- _What the task asks_: The lines below starting at the line containing "refresher.start_background_task(interval, cancel.child_token());" and ending at the line containing "let shutdown_cancel = cancel.clone();" are to be repeated exactly, with both ends kept and nothing else added.

Stored data:
--- START ---
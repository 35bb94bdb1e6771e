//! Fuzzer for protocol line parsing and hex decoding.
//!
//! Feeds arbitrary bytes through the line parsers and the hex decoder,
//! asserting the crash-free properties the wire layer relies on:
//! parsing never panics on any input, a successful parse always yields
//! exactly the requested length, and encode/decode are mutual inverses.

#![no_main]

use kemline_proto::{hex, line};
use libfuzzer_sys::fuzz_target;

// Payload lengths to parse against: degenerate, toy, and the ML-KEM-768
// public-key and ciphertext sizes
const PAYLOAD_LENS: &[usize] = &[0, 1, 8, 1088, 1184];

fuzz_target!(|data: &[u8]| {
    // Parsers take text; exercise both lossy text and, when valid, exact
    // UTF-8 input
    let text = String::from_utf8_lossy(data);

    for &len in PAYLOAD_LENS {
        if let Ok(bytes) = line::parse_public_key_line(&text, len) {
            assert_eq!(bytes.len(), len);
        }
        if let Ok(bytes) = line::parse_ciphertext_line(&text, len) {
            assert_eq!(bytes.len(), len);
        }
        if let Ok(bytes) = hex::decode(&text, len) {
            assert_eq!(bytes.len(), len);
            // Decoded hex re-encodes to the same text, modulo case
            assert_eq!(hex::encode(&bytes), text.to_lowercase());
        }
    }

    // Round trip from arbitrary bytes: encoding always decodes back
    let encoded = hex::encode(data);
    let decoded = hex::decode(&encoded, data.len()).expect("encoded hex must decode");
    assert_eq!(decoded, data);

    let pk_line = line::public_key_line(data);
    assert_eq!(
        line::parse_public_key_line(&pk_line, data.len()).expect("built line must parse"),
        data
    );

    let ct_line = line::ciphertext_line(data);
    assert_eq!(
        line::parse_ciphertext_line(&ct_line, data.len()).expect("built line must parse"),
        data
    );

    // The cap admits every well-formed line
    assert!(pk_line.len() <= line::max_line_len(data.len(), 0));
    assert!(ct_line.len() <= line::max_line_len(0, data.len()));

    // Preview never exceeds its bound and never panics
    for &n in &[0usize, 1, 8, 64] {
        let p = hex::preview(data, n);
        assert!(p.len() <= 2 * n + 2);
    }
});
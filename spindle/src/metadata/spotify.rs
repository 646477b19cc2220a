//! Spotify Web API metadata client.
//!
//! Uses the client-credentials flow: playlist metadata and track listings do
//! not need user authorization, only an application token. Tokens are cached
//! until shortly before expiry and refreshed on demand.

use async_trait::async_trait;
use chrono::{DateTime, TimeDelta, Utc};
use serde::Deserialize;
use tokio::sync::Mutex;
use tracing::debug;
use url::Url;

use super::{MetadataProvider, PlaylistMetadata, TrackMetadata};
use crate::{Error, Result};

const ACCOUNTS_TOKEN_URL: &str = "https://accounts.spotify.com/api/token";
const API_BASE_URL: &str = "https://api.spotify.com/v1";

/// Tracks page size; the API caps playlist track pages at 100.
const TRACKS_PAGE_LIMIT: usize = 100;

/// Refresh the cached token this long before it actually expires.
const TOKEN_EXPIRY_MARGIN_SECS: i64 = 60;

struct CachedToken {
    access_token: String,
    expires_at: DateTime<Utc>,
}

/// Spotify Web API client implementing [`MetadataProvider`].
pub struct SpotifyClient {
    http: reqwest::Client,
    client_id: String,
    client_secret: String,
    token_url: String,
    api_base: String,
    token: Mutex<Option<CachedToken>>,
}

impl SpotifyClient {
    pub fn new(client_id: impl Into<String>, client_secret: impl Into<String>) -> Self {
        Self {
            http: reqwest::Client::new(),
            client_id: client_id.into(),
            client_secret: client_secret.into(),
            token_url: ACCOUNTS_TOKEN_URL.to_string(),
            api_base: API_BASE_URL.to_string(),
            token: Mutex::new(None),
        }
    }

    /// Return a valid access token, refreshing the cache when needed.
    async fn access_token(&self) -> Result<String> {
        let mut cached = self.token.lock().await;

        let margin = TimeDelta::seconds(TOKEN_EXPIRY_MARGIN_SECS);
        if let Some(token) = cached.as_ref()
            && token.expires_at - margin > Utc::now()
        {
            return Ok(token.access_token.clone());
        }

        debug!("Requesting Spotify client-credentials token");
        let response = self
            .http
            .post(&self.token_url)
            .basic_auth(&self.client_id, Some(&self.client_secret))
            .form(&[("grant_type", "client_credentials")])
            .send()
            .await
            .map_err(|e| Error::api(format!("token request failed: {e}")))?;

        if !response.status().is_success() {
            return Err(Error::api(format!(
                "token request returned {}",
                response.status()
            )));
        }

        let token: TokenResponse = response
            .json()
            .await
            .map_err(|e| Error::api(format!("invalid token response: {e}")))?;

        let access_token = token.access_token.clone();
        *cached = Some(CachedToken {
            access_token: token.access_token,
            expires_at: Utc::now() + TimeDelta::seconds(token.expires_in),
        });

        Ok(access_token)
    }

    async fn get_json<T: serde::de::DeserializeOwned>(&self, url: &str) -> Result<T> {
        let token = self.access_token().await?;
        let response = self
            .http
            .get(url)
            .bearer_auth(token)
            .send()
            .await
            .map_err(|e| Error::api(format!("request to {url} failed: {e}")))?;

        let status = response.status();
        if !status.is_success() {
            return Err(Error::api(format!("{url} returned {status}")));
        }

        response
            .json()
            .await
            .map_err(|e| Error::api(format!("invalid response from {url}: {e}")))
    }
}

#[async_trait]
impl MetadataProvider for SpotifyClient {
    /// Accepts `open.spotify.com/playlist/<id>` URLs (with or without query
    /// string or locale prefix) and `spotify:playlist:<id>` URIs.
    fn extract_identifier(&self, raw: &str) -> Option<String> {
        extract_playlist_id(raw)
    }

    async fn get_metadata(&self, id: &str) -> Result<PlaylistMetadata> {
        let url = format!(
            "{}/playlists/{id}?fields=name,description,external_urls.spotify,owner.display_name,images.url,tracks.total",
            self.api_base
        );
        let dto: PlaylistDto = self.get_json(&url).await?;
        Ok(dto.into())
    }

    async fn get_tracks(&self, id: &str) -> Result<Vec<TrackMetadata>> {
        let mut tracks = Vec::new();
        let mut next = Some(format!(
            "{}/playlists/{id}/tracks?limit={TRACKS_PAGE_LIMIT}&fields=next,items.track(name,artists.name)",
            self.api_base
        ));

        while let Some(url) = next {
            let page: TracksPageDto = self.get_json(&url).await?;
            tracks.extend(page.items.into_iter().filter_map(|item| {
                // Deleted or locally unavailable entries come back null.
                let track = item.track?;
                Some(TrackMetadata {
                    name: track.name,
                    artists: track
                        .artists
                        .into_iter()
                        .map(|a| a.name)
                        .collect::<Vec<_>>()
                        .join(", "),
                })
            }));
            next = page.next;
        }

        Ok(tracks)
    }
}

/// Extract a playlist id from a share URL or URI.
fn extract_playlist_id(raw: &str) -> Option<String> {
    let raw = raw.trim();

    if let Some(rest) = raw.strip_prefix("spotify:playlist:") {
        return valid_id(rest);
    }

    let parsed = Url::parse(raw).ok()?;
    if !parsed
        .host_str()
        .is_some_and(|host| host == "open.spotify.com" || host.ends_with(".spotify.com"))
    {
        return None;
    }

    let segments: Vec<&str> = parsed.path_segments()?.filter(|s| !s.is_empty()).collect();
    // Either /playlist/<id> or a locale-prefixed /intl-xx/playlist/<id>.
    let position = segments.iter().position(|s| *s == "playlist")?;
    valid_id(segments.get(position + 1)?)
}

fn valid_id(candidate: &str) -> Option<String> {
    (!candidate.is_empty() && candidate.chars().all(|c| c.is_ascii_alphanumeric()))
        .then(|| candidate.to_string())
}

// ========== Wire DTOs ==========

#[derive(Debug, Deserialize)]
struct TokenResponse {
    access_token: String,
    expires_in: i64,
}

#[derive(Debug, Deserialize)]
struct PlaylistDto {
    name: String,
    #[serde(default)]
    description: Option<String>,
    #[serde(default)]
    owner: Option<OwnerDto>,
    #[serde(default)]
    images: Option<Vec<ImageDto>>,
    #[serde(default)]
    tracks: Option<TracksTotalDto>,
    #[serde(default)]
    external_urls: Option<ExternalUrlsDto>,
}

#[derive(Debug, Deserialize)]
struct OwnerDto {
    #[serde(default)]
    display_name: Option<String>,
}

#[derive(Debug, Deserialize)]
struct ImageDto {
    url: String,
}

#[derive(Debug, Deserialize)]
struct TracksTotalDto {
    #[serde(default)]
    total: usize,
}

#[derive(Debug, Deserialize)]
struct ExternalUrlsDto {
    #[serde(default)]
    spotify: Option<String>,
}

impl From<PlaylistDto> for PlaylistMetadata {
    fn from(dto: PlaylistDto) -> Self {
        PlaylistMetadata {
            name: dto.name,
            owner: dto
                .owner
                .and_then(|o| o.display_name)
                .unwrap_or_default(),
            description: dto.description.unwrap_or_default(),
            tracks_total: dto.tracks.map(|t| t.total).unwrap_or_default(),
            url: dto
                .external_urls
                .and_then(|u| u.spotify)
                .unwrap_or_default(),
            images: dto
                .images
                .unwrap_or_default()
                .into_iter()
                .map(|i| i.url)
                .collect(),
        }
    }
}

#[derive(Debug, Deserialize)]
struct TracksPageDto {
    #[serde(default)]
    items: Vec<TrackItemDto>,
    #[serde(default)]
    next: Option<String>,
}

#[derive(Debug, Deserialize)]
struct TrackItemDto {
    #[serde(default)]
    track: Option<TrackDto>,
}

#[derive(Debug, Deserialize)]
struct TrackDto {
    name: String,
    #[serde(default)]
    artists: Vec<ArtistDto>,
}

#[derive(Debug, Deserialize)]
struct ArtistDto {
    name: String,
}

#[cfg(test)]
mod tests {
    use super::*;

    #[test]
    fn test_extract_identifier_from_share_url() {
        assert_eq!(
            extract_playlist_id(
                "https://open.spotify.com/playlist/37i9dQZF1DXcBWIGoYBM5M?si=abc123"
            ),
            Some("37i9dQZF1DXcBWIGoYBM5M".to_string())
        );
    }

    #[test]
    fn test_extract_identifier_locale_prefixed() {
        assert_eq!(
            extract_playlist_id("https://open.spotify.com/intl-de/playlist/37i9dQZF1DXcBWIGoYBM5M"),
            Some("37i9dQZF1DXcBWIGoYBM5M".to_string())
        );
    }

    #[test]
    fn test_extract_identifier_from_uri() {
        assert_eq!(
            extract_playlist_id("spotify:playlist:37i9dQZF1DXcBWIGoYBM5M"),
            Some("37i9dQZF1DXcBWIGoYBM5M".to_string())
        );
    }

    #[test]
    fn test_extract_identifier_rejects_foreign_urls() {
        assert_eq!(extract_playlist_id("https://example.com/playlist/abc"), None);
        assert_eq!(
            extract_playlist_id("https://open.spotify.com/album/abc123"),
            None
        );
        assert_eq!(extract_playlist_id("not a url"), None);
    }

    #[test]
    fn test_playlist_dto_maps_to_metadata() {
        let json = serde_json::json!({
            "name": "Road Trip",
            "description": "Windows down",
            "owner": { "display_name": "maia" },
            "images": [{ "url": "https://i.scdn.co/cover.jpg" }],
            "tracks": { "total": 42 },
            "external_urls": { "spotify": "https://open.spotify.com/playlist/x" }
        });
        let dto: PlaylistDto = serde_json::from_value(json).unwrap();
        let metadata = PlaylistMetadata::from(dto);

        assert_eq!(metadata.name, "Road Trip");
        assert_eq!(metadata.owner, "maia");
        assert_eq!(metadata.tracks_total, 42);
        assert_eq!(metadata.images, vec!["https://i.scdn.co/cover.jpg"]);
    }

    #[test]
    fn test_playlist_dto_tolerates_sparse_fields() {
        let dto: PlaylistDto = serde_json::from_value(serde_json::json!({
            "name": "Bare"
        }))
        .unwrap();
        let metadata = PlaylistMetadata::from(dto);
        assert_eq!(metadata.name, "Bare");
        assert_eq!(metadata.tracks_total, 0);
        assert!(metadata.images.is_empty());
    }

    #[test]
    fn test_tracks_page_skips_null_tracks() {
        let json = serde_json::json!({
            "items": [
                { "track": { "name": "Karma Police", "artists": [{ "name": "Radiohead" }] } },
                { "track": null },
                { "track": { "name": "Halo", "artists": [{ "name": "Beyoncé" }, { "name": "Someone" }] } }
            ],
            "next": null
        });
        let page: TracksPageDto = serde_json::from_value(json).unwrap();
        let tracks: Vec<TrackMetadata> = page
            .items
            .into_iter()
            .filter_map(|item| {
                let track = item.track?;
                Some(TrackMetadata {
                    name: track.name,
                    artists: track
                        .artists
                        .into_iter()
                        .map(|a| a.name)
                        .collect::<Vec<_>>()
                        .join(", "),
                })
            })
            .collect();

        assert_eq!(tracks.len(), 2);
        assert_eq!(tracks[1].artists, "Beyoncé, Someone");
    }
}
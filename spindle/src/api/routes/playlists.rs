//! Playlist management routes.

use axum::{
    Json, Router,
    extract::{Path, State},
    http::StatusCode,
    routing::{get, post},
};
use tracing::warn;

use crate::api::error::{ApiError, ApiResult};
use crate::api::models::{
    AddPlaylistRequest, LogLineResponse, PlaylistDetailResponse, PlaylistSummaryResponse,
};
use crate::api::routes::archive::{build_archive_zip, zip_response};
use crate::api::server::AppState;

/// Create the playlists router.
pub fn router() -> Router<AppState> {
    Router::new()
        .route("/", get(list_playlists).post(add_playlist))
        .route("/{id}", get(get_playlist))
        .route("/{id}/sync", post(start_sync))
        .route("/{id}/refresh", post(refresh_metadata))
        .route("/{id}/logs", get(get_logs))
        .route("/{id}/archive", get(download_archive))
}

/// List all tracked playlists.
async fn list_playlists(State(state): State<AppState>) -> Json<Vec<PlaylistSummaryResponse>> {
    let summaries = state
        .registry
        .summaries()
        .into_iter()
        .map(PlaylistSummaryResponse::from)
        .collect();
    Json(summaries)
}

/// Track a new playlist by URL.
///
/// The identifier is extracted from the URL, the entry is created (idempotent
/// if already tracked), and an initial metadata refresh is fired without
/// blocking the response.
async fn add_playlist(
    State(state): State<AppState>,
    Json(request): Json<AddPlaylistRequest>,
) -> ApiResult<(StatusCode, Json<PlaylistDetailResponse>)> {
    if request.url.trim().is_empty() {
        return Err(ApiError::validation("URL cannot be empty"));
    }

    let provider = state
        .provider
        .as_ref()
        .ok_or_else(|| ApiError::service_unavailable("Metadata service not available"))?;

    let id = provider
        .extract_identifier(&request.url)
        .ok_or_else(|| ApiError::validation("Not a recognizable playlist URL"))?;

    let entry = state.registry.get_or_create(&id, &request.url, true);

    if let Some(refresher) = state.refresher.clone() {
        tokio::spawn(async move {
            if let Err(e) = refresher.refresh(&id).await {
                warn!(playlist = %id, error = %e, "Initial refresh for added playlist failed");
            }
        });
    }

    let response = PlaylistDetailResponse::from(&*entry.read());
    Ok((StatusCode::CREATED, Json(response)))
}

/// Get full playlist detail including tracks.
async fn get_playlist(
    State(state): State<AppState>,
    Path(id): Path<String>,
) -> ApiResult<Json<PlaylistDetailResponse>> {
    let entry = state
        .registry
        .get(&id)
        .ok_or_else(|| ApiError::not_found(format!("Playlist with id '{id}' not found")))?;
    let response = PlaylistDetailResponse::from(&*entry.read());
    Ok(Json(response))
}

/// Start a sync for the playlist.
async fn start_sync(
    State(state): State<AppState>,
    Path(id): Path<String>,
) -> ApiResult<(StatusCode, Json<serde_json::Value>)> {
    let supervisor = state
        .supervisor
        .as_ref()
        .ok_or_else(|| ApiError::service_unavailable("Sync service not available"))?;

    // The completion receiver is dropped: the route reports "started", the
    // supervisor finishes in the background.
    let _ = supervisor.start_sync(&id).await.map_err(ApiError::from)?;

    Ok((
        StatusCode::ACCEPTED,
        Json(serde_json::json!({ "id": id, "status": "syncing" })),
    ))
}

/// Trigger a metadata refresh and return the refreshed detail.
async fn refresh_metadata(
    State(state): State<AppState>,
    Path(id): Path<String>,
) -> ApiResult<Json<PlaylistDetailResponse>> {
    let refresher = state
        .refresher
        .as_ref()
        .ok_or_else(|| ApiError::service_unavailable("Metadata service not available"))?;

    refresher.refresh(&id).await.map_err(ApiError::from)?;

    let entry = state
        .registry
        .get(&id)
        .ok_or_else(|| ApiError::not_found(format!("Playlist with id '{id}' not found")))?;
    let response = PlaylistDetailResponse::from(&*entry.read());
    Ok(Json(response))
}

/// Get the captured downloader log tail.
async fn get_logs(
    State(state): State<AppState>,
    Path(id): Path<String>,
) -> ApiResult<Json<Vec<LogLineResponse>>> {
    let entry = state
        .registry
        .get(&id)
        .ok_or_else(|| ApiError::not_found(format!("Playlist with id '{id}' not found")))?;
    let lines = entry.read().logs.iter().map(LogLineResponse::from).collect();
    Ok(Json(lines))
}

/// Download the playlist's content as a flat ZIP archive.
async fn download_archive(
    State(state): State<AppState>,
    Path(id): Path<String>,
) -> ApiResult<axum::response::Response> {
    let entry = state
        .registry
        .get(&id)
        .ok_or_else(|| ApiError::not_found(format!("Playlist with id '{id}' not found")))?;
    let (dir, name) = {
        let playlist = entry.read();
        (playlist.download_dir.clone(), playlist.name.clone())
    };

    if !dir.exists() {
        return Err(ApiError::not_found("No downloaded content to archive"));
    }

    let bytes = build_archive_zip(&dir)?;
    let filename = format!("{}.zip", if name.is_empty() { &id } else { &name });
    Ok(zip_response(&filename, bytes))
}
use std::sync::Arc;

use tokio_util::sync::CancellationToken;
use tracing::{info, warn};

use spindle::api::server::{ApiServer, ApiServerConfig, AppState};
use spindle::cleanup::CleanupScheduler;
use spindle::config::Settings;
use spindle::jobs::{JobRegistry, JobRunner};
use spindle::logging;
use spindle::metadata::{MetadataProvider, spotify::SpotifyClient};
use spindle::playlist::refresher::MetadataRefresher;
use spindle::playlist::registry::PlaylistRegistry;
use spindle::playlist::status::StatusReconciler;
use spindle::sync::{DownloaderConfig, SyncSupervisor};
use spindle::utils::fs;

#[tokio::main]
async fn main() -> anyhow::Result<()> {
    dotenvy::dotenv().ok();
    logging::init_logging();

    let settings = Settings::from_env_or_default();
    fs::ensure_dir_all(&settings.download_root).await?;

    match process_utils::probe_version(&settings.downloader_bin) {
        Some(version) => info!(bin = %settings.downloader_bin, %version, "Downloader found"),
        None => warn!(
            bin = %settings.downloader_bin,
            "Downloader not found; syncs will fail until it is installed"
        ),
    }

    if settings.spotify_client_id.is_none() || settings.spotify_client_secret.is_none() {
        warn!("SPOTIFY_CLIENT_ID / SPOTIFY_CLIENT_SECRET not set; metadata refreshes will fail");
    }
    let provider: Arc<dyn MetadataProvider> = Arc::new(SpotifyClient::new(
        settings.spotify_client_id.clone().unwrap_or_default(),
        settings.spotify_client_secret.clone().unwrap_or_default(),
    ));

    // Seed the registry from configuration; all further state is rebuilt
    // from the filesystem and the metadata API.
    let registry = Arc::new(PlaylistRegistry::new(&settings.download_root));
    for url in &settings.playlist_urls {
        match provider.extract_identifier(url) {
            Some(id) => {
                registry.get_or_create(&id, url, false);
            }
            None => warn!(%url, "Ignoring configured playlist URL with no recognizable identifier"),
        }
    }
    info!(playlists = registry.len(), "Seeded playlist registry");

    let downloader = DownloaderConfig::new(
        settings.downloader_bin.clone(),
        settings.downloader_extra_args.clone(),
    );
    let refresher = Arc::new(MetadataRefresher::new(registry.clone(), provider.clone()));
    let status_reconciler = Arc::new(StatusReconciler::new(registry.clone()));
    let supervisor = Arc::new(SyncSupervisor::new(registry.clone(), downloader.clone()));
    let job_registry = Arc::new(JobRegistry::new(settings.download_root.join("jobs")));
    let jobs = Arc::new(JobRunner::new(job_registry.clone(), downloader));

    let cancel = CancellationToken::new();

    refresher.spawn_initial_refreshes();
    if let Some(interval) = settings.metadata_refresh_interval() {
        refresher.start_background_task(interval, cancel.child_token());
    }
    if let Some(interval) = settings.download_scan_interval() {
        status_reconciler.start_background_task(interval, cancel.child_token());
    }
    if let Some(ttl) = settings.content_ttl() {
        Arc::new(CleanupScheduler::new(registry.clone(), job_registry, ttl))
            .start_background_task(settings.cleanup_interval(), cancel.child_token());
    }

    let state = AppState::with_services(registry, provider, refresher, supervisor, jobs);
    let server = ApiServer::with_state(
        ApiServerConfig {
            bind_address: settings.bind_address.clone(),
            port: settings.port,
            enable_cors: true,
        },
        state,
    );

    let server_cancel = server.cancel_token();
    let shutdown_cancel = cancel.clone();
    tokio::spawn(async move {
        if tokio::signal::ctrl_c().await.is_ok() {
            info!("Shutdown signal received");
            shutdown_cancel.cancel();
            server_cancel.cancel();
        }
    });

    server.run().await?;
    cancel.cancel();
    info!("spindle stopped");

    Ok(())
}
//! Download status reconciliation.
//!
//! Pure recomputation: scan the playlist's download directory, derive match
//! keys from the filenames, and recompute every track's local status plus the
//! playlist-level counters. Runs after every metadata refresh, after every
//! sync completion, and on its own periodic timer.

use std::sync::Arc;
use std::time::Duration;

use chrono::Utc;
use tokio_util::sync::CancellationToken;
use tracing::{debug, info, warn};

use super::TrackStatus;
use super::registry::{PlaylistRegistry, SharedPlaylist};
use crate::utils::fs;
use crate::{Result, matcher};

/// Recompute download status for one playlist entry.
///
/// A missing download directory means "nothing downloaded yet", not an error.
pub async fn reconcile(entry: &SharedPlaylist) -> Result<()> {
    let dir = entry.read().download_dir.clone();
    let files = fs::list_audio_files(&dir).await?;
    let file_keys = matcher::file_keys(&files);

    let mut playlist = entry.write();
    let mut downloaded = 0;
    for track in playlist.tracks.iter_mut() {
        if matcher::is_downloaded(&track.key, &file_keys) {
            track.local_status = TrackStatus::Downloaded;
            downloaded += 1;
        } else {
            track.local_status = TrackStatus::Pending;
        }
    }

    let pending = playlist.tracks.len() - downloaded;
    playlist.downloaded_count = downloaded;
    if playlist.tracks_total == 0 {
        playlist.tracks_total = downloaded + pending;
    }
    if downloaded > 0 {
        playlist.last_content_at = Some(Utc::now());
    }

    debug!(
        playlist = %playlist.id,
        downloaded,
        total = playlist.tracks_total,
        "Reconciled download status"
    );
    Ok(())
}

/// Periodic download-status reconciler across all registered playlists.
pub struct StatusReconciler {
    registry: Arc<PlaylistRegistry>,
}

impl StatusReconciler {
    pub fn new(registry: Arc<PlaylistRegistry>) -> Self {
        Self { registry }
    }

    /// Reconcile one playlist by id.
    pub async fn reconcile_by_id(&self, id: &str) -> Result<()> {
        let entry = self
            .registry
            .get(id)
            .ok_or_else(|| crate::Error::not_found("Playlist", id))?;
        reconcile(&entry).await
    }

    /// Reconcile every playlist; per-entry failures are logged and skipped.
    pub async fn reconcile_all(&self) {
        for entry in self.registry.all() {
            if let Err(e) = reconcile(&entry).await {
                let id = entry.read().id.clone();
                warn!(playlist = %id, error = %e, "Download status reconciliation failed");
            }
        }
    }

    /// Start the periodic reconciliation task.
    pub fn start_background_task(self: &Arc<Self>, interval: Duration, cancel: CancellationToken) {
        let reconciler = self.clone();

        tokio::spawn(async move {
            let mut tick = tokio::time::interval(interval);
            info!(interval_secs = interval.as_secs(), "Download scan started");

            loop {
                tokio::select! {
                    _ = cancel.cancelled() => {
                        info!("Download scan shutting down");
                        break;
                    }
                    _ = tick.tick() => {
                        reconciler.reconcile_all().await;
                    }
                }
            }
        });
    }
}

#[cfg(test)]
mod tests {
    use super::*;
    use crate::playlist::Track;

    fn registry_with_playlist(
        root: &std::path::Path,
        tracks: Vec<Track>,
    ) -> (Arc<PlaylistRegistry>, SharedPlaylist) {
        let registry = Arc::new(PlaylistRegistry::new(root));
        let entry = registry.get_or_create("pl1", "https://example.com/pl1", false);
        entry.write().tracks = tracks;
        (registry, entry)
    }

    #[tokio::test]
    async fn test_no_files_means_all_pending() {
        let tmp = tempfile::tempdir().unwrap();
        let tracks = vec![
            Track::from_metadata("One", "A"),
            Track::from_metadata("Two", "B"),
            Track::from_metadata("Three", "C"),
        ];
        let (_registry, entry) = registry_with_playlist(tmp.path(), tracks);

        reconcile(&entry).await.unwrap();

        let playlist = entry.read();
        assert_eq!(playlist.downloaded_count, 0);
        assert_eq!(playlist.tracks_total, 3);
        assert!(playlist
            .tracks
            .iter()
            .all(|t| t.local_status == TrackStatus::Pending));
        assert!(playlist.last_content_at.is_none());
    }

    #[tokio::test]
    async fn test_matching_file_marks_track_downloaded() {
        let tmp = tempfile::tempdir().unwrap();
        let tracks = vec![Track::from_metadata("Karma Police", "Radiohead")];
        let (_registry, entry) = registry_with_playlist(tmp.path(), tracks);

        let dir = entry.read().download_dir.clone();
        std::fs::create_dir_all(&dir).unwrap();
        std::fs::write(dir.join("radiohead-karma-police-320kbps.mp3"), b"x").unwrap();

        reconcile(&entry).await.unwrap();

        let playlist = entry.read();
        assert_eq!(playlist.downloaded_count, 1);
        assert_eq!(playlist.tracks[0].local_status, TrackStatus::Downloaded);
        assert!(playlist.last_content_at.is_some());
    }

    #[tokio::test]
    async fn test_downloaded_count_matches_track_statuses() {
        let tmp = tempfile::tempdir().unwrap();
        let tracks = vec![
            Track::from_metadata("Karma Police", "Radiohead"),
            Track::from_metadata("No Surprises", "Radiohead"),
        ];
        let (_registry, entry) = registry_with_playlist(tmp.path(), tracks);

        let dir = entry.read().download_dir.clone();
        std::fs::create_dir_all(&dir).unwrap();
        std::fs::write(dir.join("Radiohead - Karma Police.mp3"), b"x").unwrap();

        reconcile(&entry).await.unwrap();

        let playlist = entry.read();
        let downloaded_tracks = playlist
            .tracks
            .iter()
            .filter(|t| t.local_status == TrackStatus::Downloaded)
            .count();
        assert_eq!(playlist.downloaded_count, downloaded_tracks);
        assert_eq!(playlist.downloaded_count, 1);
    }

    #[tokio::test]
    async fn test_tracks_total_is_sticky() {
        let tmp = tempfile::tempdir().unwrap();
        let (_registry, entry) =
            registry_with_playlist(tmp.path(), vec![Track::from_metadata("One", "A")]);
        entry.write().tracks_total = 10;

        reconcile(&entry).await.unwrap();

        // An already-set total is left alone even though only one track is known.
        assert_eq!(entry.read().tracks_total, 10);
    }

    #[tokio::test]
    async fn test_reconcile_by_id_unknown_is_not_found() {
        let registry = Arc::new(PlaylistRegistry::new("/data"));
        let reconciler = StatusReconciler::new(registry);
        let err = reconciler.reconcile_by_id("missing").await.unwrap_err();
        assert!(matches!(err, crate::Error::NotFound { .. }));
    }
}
--- END ---
- _Finished task_:
        refresher.start_background_task(interval, cancel.child_token());
    }
    if let Some(interval) = settings.download_scan_interval() {
        status_reconciler.start_background_task(interval, cancel.child_token());
    }
    if let Some(ttl) = settings.content_ttl() {
        Arc::new(CleanupScheduler::new(registry.clone(), job_registry, ttl))
            .start_background_task(settings.cleanup_interval(), cancel.child_token());
    }

    let state = AppState::with_services(registry, provider, refresher, supervisor, jobs);
    let server = ApiServer::with_state(
        ApiServerConfig {
            bind_address: settings.bind_address.clone(),
            port: settings.port,
            enable_cors: true,
        },
        state,
    );

    let server_cancel = server.cancel_token();
    let shutdown_cancel = cancel.clone();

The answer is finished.